> **REQUIRED ACTION**: All records must be restated word for word.

> **RECORDS FOR THE EXERCISE**:
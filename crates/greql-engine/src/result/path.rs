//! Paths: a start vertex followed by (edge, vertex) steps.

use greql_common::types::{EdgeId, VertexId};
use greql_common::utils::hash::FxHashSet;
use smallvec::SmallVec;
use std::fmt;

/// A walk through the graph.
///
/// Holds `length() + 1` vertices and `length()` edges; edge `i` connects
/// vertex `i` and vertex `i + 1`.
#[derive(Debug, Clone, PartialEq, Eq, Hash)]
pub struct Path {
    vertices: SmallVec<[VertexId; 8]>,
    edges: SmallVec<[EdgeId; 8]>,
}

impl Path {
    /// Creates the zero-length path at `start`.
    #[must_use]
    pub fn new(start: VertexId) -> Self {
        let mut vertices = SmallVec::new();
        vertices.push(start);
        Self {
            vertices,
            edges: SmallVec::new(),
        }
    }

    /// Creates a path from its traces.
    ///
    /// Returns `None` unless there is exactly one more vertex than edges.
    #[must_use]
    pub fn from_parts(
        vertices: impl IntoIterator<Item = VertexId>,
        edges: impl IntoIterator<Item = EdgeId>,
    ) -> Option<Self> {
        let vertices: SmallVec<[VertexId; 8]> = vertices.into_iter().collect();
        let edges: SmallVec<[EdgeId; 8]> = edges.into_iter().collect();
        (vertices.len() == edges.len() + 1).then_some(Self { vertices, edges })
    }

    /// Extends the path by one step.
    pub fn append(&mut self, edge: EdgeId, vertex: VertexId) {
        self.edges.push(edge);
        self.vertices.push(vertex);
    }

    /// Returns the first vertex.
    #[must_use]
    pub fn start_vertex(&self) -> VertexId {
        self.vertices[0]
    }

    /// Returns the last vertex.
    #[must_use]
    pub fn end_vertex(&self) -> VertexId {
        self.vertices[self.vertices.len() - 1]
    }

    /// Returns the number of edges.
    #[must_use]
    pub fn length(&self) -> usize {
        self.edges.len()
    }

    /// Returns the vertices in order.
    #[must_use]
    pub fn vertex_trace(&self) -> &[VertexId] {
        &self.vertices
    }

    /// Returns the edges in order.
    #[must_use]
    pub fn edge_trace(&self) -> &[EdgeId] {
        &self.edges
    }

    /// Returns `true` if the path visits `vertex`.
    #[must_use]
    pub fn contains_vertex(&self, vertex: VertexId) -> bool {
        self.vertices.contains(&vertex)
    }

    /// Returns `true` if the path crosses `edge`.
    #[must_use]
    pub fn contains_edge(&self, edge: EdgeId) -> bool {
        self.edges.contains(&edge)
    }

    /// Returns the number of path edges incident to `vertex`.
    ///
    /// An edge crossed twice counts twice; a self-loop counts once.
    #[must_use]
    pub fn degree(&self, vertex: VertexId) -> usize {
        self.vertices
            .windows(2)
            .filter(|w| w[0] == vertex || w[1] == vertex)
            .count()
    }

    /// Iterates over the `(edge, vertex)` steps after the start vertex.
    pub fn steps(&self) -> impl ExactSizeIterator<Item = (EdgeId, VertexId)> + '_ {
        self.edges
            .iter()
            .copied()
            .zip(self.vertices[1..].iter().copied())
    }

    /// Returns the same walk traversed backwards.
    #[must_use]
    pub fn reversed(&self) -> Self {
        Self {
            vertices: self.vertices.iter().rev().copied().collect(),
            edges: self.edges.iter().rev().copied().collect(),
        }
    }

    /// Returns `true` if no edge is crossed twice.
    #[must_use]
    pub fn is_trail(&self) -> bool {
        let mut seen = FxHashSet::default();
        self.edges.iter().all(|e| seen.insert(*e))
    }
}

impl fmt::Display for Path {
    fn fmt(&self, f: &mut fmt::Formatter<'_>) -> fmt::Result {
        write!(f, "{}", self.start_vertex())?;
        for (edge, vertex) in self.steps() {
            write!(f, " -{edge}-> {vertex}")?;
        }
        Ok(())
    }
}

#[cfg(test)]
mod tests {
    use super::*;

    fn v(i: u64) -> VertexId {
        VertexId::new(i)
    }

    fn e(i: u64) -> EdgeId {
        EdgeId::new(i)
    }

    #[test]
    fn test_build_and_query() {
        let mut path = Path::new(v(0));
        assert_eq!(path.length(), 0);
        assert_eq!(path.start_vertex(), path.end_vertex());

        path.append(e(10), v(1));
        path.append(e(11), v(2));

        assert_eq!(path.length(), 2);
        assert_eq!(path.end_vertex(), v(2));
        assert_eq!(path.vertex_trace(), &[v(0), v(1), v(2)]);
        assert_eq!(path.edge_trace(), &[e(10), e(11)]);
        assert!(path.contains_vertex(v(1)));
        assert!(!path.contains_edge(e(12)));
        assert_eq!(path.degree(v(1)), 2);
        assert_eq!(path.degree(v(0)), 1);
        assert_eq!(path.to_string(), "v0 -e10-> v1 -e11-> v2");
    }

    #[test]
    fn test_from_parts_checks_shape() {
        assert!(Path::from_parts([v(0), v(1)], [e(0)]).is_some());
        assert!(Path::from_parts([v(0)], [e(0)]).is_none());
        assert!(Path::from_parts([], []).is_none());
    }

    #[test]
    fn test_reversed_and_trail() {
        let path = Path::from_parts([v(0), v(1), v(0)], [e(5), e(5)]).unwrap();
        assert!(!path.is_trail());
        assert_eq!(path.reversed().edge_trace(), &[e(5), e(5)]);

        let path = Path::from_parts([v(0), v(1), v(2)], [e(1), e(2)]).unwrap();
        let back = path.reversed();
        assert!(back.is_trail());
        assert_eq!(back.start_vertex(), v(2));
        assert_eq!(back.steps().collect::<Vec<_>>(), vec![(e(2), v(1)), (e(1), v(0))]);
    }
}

> **RESPONSE**:
filename crates/greql-engine/src/result/path.rs
//! Paths: a start vertex followed by (edge, vertex) steps.

use greql_common::types::{EdgeId, VertexId};
use greql_common::utils::hash::FxHashSet;
use smallvec::SmallVec;
use std::fmt;

/// A walk through the graph.
///
/// Holds `length() + 1` vertices and `length()` edges; edge `i` connects
/// vertex `i` and vertex `i + 1`.
#[derive(Debug, Clone, PartialEq, Eq, Hash)]
pub struct Path {
    vertices: SmallVec<[VertexId; 8]>,
    edges: SmallVec<[EdgeId; 8]>,
}

impl Path {
    /// Creates the zero-length path at `start`.
    #[must_use]
    pub fn new(start: VertexId) -> Self {
        let mut vertices = SmallVec::new();
        vertices.push(start);
        Self {
            vertices,
            edges: SmallVec::new(),
        }
    }

    /// Creates a path from its traces.
    ///
    /// Returns `None` unless there is exactly one more vertex than edges.
    #[must_use]
    pub fn from_parts(
        vertices: impl IntoIterator<Item = VertexId>,
        edges: impl IntoIterator<Item = EdgeId>,
    ) -> Option<Self> {
        let vertices: SmallVec<[VertexId; 8]> = vertices.into_iter().collect();
        let edges: SmallVec<[EdgeId; 8]> = edges.into_iter().collect();
        (vertices.len() == edges.len() + 1).then_some(Self { vertices, edges })
    }

    /// Extends the path by one step.
    pub fn append(&mut self, edge: EdgeId, vertex: VertexId) {
        self.edges.push(edge);
        self.vertices.push(vertex);
    }

    /// Returns the first vertex.
    #[must_use]
    pub fn start_vertex(&self) -> VertexId {
        self.vertices[0]
    }

    /// Returns the last vertex.
    #[must_use]
    pub fn end_vertex(&self) -> VertexId {
        self.vertices[self.vertices.len() - 1]
    }

    /// Returns the number of edges.
    #[must_use]
    pub fn length(&self) -> usize {
        self.edges.len()
    }

    /// Returns the vertices in order.
    #[must_use]
    pub fn vertex_trace(&self) -> &[VertexId] {
        &self.vertices
    }

    /// Returns the edges in order.
    #[must_use]
    pub fn edge_trace(&self) -> &[EdgeId] {
        &self.edges
    }

    /// Returns `true` if the path visits `vertex`.
    #[must_use]
    pub fn contains_vertex(&self, vertex: VertexId) -> bool {
        self.vertices.contains(&vertex)
    }

    /// Returns `true` if the path crosses `edge`.
    #[must_use]
    pub fn contains_edge(&self, edge: EdgeId) -> bool {
        self.edges.contains(&edge)
    }

    /// Returns the number of path edges incident to `vertex`.
    ///
    /// An edge crossed twice counts twice; a self-loop counts once.
    #[must_use]
    pub fn degree(&self, vertex: VertexId) -> usize {
        self.vertices
            .windows(2)
            .filter(|w| w[0] == vertex || w[1] == vertex)
            .count()
    }

    /// Iterates over the `(edge, vertex)` steps after the start vertex.
    pub fn steps(&self) -> impl ExactSizeIterator<Item = (EdgeId, VertexId)> + '_ {
        self.edges
            .iter()
            .copied()
            .zip(self.vertices[1..].iter().copied())
    }

    /// Returns the same walk traversed backwards.
    #[must_use]
    pub fn reversed(&self) -> Self {
        Self {
            vertices: self.vertices.iter().rev().copied().collect(),
            edges: self.edges.iter().rev().copied().collect(),
        }
    }

    /// Returns `true` if no edge is crossed twice.
    #[must_use]
    pub fn is_trail(&self) -> bool {
        let mut seen = FxHashSet::default();
        self.edges.iter().all(|e| seen.insert(*e))
    }
}

impl fmt::Display for Path {
    fn fmt(&self, f: &mut fmt::Formatter<'_>) -> fmt::Result {
        write!(f, "{}", self.start_vertex())?;
        for (edge, vertex) in self.steps() {
            write!(f, " -{edge}-> {vertex}")?;
        }
        Ok(())
    }
}

#[cfg(test)]
mod tests {
    use super::*;

    fn v(i: u64) -> VertexId {
        VertexId::new(i)
    }

    fn e(i: u64) -> EdgeId {
        EdgeId::new(i)
    }

    #[test]
    fn test_build_and_query() {
        let mut path = Path::new(v(0));
        assert_eq!(path.length(), 0);
        assert_eq!(path.start_vertex(), path.end_vertex());

        path.append(e(10), v(1));
        path.append(e(11), v(2));

        assert_eq!(path.length(), 2);
        assert_eq!(path.end_vertex(), v(2));
        assert_eq!(path.vertex_trace(), &[v(0), v(1), v(2)]);
        assert_eq!(path.edge_trace(), &[e(10), e(11)]);
        assert!(path.contains_vertex(v(1)));
        assert!(!path.contains_edge(e(12)));
        assert_eq!(path.degree(v(1)), 2);
        assert_eq!(path.degree(v(0)), 1);
        assert_eq!(path.to_string(), "v0 -e10-> v1 -e11-> v2");
    }

    #[test]
    fn test_from_parts_checks_shape() {
        assert!(Path::from_parts([v(0), v(1)], [e(0)]).is_some());
        assert!(Path::from_parts([v(0)], [e(0)]).is_none());
        assert!(Path::from_parts([], []).is_none());
    }

    #[test]
    fn test_reversed_and_trail() {
        let path = Path::from_parts([v(0), v(1), v(0)], [e(5), e(5)]).unwrap();
        assert!(!path.is_trail());
        assert_eq!(path.reversed().edge_trace(), &[e(5), e(5)]);

        let path = Path::from_parts([v(0), v(1), v(2)], [e(1), e(2)]).unwrap();
        let back = path.reversed();
        assert!(back.is_trail());
        assert_eq!(back.start_vertex(), v(2));
        assert_eq!(back.steps().collect::<Vec<_>>(), vec![(e(2), v(1)), (e(1), v(0))]);
    }
}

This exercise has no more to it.